• Problem to solve
In the following material, identify every line holding the string "difficulties" and return it.

== == ==

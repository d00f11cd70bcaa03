// Grupoj – A word grouping game
// Copyright (C) 2024  Neil Roberts
//
// This program is free software: you can redistribute it and/or modify
// it under the terms of the GNU General Public License as published by
// the Free Software Foundation, either version 3 of the License, or
// (at your option) any later version.
//
// This program is distributed in the hope that it will be useful,
// but WITHOUT ANY WARRANTY; without even the implied warranty of
// MERCHANTABILITY or FITNESS FOR A PARTICULAR PURPOSE.  See the
// GNU General Public License for more details.
//
// You should have received a copy of the GNU General Public License
// along with this program.  If not, see <http://www.gnu.org/licenses/>.

use serde::{Deserialize, Serialize};
use std::collections::HashSet;

pub const N_GROUPS: usize = 4;
pub const GROUP_SIZE: usize = 4;
pub const N_WORDS: usize = N_GROUPS * GROUP_SIZE;

#[derive(Debug, Clone, PartialEq, Eq, Serialize, Deserialize)]
pub struct Grouping {
    pub group: String,
    pub difficulty: u8,
    pub words: [String; GROUP_SIZE],
}

impl Grouping {
    pub fn contains(&self, word: &str) -> bool {
        self.words.iter().any(|w| w == word)
    }
}

#[derive(Debug, PartialEq, Eq, thiserror::Error)]
pub enum Error {
    #[error("expected 4 groupings but found {0}")]
    WrongGroupCount(usize),
    #[error("grouping with an empty label")]
    EmptyLabel,
    #[error("empty word")]
    EmptyWord,
    #[error("invalid difficulty {0}")]
    InvalidDifficulty(u8),
    #[error("difficulty {0} is used twice")]
    DuplicateDifficulty(u8),
    #[error("“{0}” appears more than once")]
    DuplicateWord(String),
}

/// The four groupings of a puzzle, validated to partition sixteen
/// distinct words and sorted by ascending difficulty.
#[derive(Debug, Clone, PartialEq, Eq)]
pub struct Groupings {
    groupings: Vec<Grouping>,
}

impl Groupings {
    pub fn new(mut groupings: Vec<Grouping>) -> Result<Groupings, Error> {
        if groupings.len() != N_GROUPS {
            return Err(Error::WrongGroupCount(groupings.len()));
        }

        let mut difficulties = [false; N_GROUPS];
        let mut words = HashSet::new();

        for grouping in groupings.iter() {
            if grouping.group.trim().is_empty() {
                return Err(Error::EmptyLabel);
            }

            let index = (grouping.difficulty as usize).wrapping_sub(1);

            let Some(seen) = difficulties.get_mut(index)
            else {
                return Err(Error::InvalidDifficulty(grouping.difficulty));
            };

            if std::mem::replace(seen, true) {
                return Err(Error::DuplicateDifficulty(grouping.difficulty));
            }

            for word in grouping.words.iter() {
                if word.is_empty() {
                    return Err(Error::EmptyWord);
                }

                if !words.insert(word.as_str()) {
                    return Err(Error::DuplicateWord(word.clone()));
                }
            }
        }

        groupings.sort_by_key(|grouping| grouping.difficulty);

        Ok(Groupings { groupings })
    }

    pub fn iter(&self) -> std::slice::Iter<'_, Grouping> {
        self.groupings.iter()
    }

    pub fn words(&self) -> impl Iterator<Item = &str> {
        self.groupings.iter()
            .flat_map(|grouping| grouping.words.iter().map(String::as_str))
    }

    pub fn grouping_for_word(&self, word: &str) -> Option<&Grouping> {
        self.groupings.iter().find(|grouping| grouping.contains(word))
    }

    pub fn grouping_for_label(&self, label: &str) -> Option<&Grouping> {
        self.groupings.iter().find(|grouping| grouping.group == label)
    }
}

/// Where the groupings of the day are in their loading process.
#[derive(Debug, Clone, Default)]
pub enum Catalog {
    #[default]
    Loading,
    Loaded(Groupings),
    Failed,
}

impl Catalog {
    pub fn groupings(&self) -> Option<&Groupings> {
        match self {
            Catalog::Loaded(groupings) => Some(groupings),
            Catalog::Loading | Catalog::Failed => None,
        }
    }

    pub fn is_resolved(&self) -> bool {
        !matches!(self, Catalog::Loading)
    }

    /// The label of the grouping containing `word`, or an empty
    /// string if the word is unknown or nothing is loaded.
    pub fn group_of(&self, word: &str) -> &str {
        self.groupings()
            .and_then(|groupings| groupings.grouping_for_word(word))
            .map(|grouping| grouping.group.as_str())
            .unwrap_or("")
    }

    pub fn difficulty_of(&self, word: &str) -> u8 {
        self.groupings()
            .and_then(|groupings| groupings.grouping_for_word(word))
            .map(|grouping| grouping.difficulty)
            .unwrap_or(1)
    }

    /// Returns the shared label if every word belongs to the same
    /// grouping.
    pub fn same_group<S: AsRef<str>>(&self, words: &[S]) -> Option<&str> {
        let (first, rest) = words.split_first()?;
        let label = self.group_of(first.as_ref());

        (!label.is_empty() &&
         rest.iter().all(|word| self.group_of(word.as_ref()) == label))
            .then_some(label)
    }

    /// True when the words fall into exactly two groupings split three
    /// to one.
    pub fn one_away<S: AsRef<str>>(&self, words: &[S]) -> bool {
        if self.groupings().is_none() {
            return false;
        }

        let mut counts: Vec<(&str, usize)> = Vec::with_capacity(2);

        for word in words {
            let label = self.group_of(word.as_ref());

            match counts.iter_mut().find(|(l, _)| *l == label) {
                Some((_, count)) => *count += 1,
                None => counts.push((label, 1)),
            }
        }

        counts.len() == 2 &&
            counts.iter().all(|&(_, count)| count == 1 || count == 3)
    }
}

pub fn difficulty_symbol(difficulty: u8) -> &'static str {
    match difficulty {
        1 => "🟨",
        2 => "🟩",
        3 => "🟦",
        4 => "🟪",
        _ => "",
    }
}

#[cfg(test)]
pub fn test_groupings() -> Groupings {
    let grouping = |group: &str, difficulty, words: [&str; GROUP_SIZE]| {
        Grouping {
            group: group.to_string(),
            difficulty,
            words: words.map(str::to_string),
        }
    };

    Groupings::new(vec![
        grouping("fruit", 1, ["apple", "pear", "plum", "fig"]),
        grouping("trees", 2, ["oak", "ash", "elm", "yew"]),
        grouping("birds", 3, ["crow", "wren", "owl", "swan"]),
        grouping("fish", 4, ["cod", "eel", "carp", "pike"]),
    ]).unwrap()
}

#[cfg(test)]
mod test {
    use super::*;

    fn grouping(group: &str, difficulty: u8, words: [&str; 4]) -> Grouping {
        Grouping {
            group: group.to_string(),
            difficulty,
            words: words.map(str::to_string),
        }
    }

    #[test]
    fn sorted_by_difficulty() {
        let groupings = Groupings::new(vec![
            grouping("d", 4, ["m", "n", "o", "p"]),
            grouping("b", 2, ["e", "f", "g", "h"]),
            grouping("a", 1, ["a", "b", "c", "d"]),
            grouping("c", 3, ["i", "j", "k", "l"]),
        ]).unwrap();

        assert_eq!(
            groupings.iter().map(|g| g.group.as_str()).collect::<Vec<_>>(),
            ["a", "b", "c", "d"],
        );
        assert_eq!(groupings.words().count(), N_WORDS);
        assert_eq!(groupings.words().next(), Some("a"));
    }

    #[test]
    fn invalid_groupings() {
        assert_eq!(
            &Groupings::new(Vec::new()).unwrap_err().to_string(),
            "expected 4 groupings but found 0",
        );

        let mut groupings = test_groupings().groupings;
        groupings[1].words[2] = "apple".to_string();
        assert_eq!(
            Groupings::new(groupings).unwrap_err(),
            Error::DuplicateWord("apple".to_string()),
        );

        let mut groupings = test_groupings().groupings;
        groupings[3].difficulty = 1;
        assert_eq!(
            Groupings::new(groupings).unwrap_err(),
            Error::DuplicateDifficulty(1),
        );

        let mut groupings = test_groupings().groupings;
        groupings[0].difficulty = 0;
        assert_eq!(
            Groupings::new(groupings).unwrap_err(),
            Error::InvalidDifficulty(0),
        );

        let mut groupings = test_groupings().groupings;
        groupings[2].group = " ".to_string();
        assert_eq!(Groupings::new(groupings).unwrap_err(), Error::EmptyLabel);

        let mut groupings = test_groupings().groupings;
        groupings[2].words[0].clear();
        assert_eq!(Groupings::new(groupings).unwrap_err(), Error::EmptyWord);
    }

    #[test]
    fn same_group() {
        let catalog = Catalog::Loaded(test_groupings());

        assert_eq!(
            catalog.same_group(&["apple", "pear", "plum", "fig"]),
            Some("fruit"),
        );
        assert_eq!(
            catalog.same_group(&["fig", "plum", "apple", "pear"]),
            Some("fruit"),
        );
        assert!(catalog.same_group(&["apple", "pear", "plum", "oak"]).is_none());
        assert!(catalog.same_group(&["apple", "pear", "plum", "?"]).is_none());
        assert!(catalog.same_group(&["?", "??", "???", "????"]).is_none());
        assert!(catalog.same_group::<&str>(&[]).is_none());
    }

    #[test]
    fn unresolved_catalog_never_matches() {
        for catalog in [Catalog::Loading, Catalog::Failed] {
            assert!(catalog.same_group(&["apple", "pear", "plum", "fig"])
                    .is_none());
            assert!(!catalog.one_away(&["apple", "pear", "plum", "oak"]));
            assert_eq!(catalog.group_of("apple"), "");
            assert_eq!(catalog.difficulty_of("pike"), 1);
        }
    }

    #[test]
    fn one_away() {
        let catalog = Catalog::Loaded(test_groupings());

        // 3-1 split
        assert!(catalog.one_away(&["apple", "pear", "plum", "oak"]));
        assert!(catalog.one_away(&["oak", "crow", "wren", "owl"]));
        // 2-2 split
        assert!(!catalog.one_away(&["apple", "pear", "oak", "ash"]));
        // All the same is correct, not one away
        assert!(!catalog.one_away(&["apple", "pear", "plum", "fig"]));
        // One from each
        assert!(!catalog.one_away(&["apple", "oak", "crow", "cod"]));
        // 2-1-1
        assert!(!catalog.one_away(&["apple", "pear", "oak", "cod"]));
    }

    #[test]
    fn difficulties() {
        let catalog = Catalog::Loaded(test_groupings());

        assert_eq!(catalog.difficulty_of("fig"), 1);
        assert_eq!(catalog.difficulty_of("swan"), 3);
        assert_eq!(catalog.difficulty_of("unknown"), 1);

        assert_eq!(difficulty_symbol(1), "🟨");
        assert_eq!(difficulty_symbol(4), "🟪");
        assert_eq!(difficulty_symbol(5), "");
    }
}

== == ==

• Result of this task
        let mut difficulties = [false; N_GROUPS];
            let Some(seen) = difficulties.get_mut(index)
    fn difficulties() {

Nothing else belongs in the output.